La Scala said Mutti, who serves as a musical director of the Chicago Symphony Orchestra, would perform two concerts in Milan in January as part of the Chicago group’s European tour.
The move, La Scala said, represented a “step-by-step” rehabilitation of its relationship with Mutti, who was musical director for 19 years before the break in relations.
“Now we are talking about new projects and we hope that in the future he will come here to conduct an opera,” a spokesman for La Scala said.
The rapprochement appears to have been helped along after Pereira sought out contact with Mutti, who has in the past been described as an autocratic and imperious old-style conductor, before his upcoming 75th birthday – an occasion La Scala will mark with a special exhibit devoted to Mutti’s tenure in Milan that will open on 6 June. The maestro will be in La Scala’s main hall to meet the public a day earlier, La Scala said.

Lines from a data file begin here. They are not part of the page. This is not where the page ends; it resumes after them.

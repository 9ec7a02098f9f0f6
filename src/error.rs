use std::path::PathBuf;

#[derive(Debug, thiserror::Error)]
pub enum SchwabError {
    #[error("Secret '{name}' is unavailable: {detail}")]
    SecretUnavailable { name: String, detail: String },

    #[error("Secret '{name}' is malformed: {detail}")]
    SecretMalformed { name: String, detail: String },

    #[error("Google Cloud authentication failed: {0}")]
    GcpAuth(String),

    #[error("No stored '{key}' in {collection}/{document}. Run: schwab-connect init")]
    NoStoredToken {
        collection: String,
        document: String,
        key: String,
    },

    #[error("Document store error for {collection}/{document}: {detail}")]
    StoreError {
        collection: String,
        document: String,
        detail: String,
    },

    #[error("Invalid redirect URL: {0}")]
    RedirectParse(String),

    #[error("Authorization code exchange failed with status {status}: {body}")]
    ExchangeFailed { status: u16, body: String },

    #[error("Token refresh failed with status {status}: {body}")]
    RefreshFailed { status: u16, body: String },

    #[error("No accounts returned by the account numbers endpoint")]
    NoAccounts,

    #[error("Access token rejected with status {0}. Run: schwab-connect refresh")]
    AuthExpired(u16),

    #[error("Request to {url} failed: {detail}")]
    Http { url: String, detail: String },

    #[error("Error in config {}: {detail}", path.display())]
    ConfigError { path: PathBuf, detail: String },

    #[error("I/O error: {0}")]
    IoError(#[from] std::io::Error),
}

impl SchwabError {
    /// Stable error code string, used by the trigger server logs.
    pub fn code(&self) -> &'static str {
        match self {
            SchwabError::SecretUnavailable { .. } => "secret_unavailable",
            SchwabError::SecretMalformed { .. } => "secret_malformed",
            SchwabError::GcpAuth(_) => "gcp_auth",
            SchwabError::NoStoredToken { .. } => "no_stored_token",
            SchwabError::StoreError { .. } => "store_error",
            SchwabError::RedirectParse(_) => "redirect_parse",
            SchwabError::ExchangeFailed { .. } => "exchange_failed",
            SchwabError::RefreshFailed { .. } => "refresh_failed",
            SchwabError::NoAccounts => "no_accounts",
            SchwabError::AuthExpired(_) => "auth_expired",
            SchwabError::Http { .. } => "http_error",
            SchwabError::ConfigError { .. } => "config_error",
            SchwabError::IoError(_) => "io_error",
        }
    }

    pub(crate) fn http(url: &str, detail: impl std::fmt::Display) -> Self {
        SchwabError::Http {
            url: url.to_string(),
            detail: detail.to_string(),
        }
    }
}
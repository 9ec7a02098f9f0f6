use crate::cli::Context;
use crate::error::SchwabError;
use crate::oauth::TokenRefresher;
use crate::trigger::SUCCESS_MARKER;

pub async fn build_refresher(ctx: &Context) -> Result<TokenRefresher, SchwabError> {
    let oauth = ctx.oauth_client().await?;
    Ok(TokenRefresher::new(
        oauth,
        ctx.store.clone(),
        ctx.document.clone(),
    ))
}

/// Unattended refresh; prints the success marker for schedulers.
pub async fn run_refresh(ctx: &Context) -> Result<(), SchwabError> {
    let refresher = build_refresher(ctx).await?;
    refresher.refresh().await?;
    println!("{SUCCESS_MARKER}");
    Ok(())
}
use std::path::PathBuf;

use serde::{Deserialize, Serialize};

pub const DEFAULT_API_BASE_URL: &str = "https://api.schwabapi.com";
pub const DEFAULT_REDIRECT_URI: &str = "https://127.0.0.1";
pub const DEFAULT_SECRET_MANAGER_URL: &str = "https://secretmanager.googleapis.com";
pub const DEFAULT_FIRESTORE_URL: &str = "https://firestore.googleapis.com";

#[derive(Debug, Clone, Default, Serialize, Deserialize)]
#[serde(default, rename_all = "camelCase")]
pub struct Settings {
    pub gcp: GcpSettings,
    pub secrets: SecretSettings,
    pub token_store: TokenStoreSettings,
    pub schwab: SchwabSettings,
}

#[derive(Debug, Clone, Serialize, Deserialize)]
#[serde(default, rename_all = "camelCase")]
pub struct GcpSettings {
    pub project_id: Option<String>,
    pub secret_name: String,
    pub secret_version: String,
    pub secret_manager_url: String,
    pub firestore_url: String,
    pub database: String,
}

impl Default for GcpSettings {
    fn default() -> Self {
        Self {
            project_id: None,
            secret_name: "cs-app-key".into(),
            secret_version: "latest".into(),
            secret_manager_url: DEFAULT_SECRET_MANAGER_URL.into(),
            firestore_url: DEFAULT_FIRESTORE_URL.into(),
            database: "(default)".into(),
        }
    }
}

#[derive(Debug, Clone, Copy, Default, PartialEq, Eq, Serialize, Deserialize)]
#[serde(rename_all = "kebab-case")]
pub enum SecretBackend {
    #[default]
    SecretManager,
    Env,
}

#[derive(Debug, Clone, Default, Serialize, Deserialize)]
#[serde(default, rename_all = "camelCase")]
pub struct SecretSettings {
    pub backend: SecretBackend,
}

#[derive(Debug, Clone, Copy, Default, PartialEq, Eq, Serialize, Deserialize)]
#[serde(rename_all = "kebab-case")]
pub enum StoreBackend {
    #[default]
    Firestore,
    File,
}

#[derive(Debug, Clone, Serialize, Deserialize)]
#[serde(default, rename_all = "camelCase")]
pub struct TokenStoreSettings {
    pub backend: StoreBackend,
    pub collection: String,
    pub document: String,
    /// Root directory for the file backend. Defaults to `~/.schwab-connect/store`.
    pub directory: Option<PathBuf>,
}

impl Default for TokenStoreSettings {
    fn default() -> Self {
        Self {
            backend: StoreBackend::Firestore,
            collection: "schwab-tokens".into(),
            document: "schwab-tokens-auth".into(),
            directory: None,
        }
    }
}

#[derive(Debug, Clone, Serialize, Deserialize)]
#[serde(default, rename_all = "camelCase")]
pub struct SchwabSettings {
    pub api_base_url: String,
    pub redirect_uri: String,
}

impl Default for SchwabSettings {
    fn default() -> Self {
        Self {
            api_base_url: DEFAULT_API_BASE_URL.into(),
            redirect_uri: DEFAULT_REDIRECT_URI.into(),
        }
    }
}

impl SchwabSettings {
    fn base(&self) -> &str {
        self.api_base_url.trim_end_matches('/')
    }

    pub fn authorize_url(&self) -> String {
        format!("{}/v1/oauth/authorize", self.base())
    }

    pub fn token_url(&self) -> String {
        format!("{}/v1/oauth/token", self.base())
    }

    pub fn trader_base_url(&self) -> String {
        format!("{}/trader/v1", self.base())
    }
}
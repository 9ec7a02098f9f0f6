use std::path::PathBuf;

use crate::error::SchwabError;

use super::types::{SecretBackend, Settings, StoreBackend};

/// Apply `SCHWAB_CONNECT_*` environment overrides on top of file settings.
pub fn apply_env_overrides(settings: &mut Settings) -> Result<(), SchwabError> {
    apply_overrides_with(settings, |name| std::env::var(name).ok())
}

/// Same as [`apply_env_overrides`], reading variables through `lookup`.
///
/// Empty values are treated as unset.
pub fn apply_overrides_with<F>(settings: &mut Settings, lookup: F) -> Result<(), SchwabError>
where
    F: Fn(&str) -> Option<String>,
{
    let get = |name: &str| lookup(name).filter(|v| !v.is_empty());

    if let Some(project) = get("SCHWAB_CONNECT_PROJECT_ID") {
        settings.gcp.project_id = Some(project);
    }
    if let Some(name) = get("SCHWAB_CONNECT_SECRET_NAME") {
        settings.gcp.secret_name = name;
    }
    if let Some(backend) = get("SCHWAB_CONNECT_SECRET_BACKEND") {
        settings.secrets.backend = parse_secret_backend(&backend)?;
    }
    if let Some(backend) = get("SCHWAB_CONNECT_STORE") {
        settings.token_store.backend = parse_store_backend(&backend)?;
    }
    if let Some(dir) = get("SCHWAB_CONNECT_STORE_DIR") {
        settings.token_store.directory = Some(PathBuf::from(dir));
    }
    if let Some(collection) = get("SCHWAB_CONNECT_COLLECTION") {
        settings.token_store.collection = collection;
    }
    if let Some(document) = get("SCHWAB_CONNECT_DOCUMENT") {
        settings.token_store.document = document;
    }
    if let Some(url) = get("SCHWAB_CONNECT_API_BASE_URL") {
        settings.schwab.api_base_url = url;
    }
    if let Some(uri) = get("SCHWAB_CONNECT_REDIRECT_URI") {
        settings.schwab.redirect_uri = uri;
    }
    Ok(())
}

fn parse_secret_backend(value: &str) -> Result<SecretBackend, SchwabError> {
    match value {
        "secret-manager" => Ok(SecretBackend::SecretManager),
        "env" => Ok(SecretBackend::Env),
        other => Err(env_error(&format!(
            "Unknown secret backend '{other}': expected 'secret-manager' or 'env'"
        ))),
    }
}

fn parse_store_backend(value: &str) -> Result<StoreBackend, SchwabError> {
    match value {
        "firestore" => Ok(StoreBackend::Firestore),
        "file" => Ok(StoreBackend::File),
        other => Err(env_error(&format!(
            "Unknown token store '{other}': expected 'firestore' or 'file'"
        ))),
    }
}

fn env_error(detail: &str) -> SchwabError {
    SchwabError::ConfigError {
        path: PathBuf::from("<env>"),
        detail: detail.to_string(),
    }
}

The Naples-born maestro’s departure from La Scala in 2005 was the result of a tense standoff that pitted the conductor against the orchestra and La Scala workers. Their disagreement centered on the decision to sack Carlo Fontana, the general manager of La Scala, who had clashed with Mutti.
Nine years later, Mutti severed his ties with the Opera of Rome following a spate of strike threats and protests by staff over financial cuts.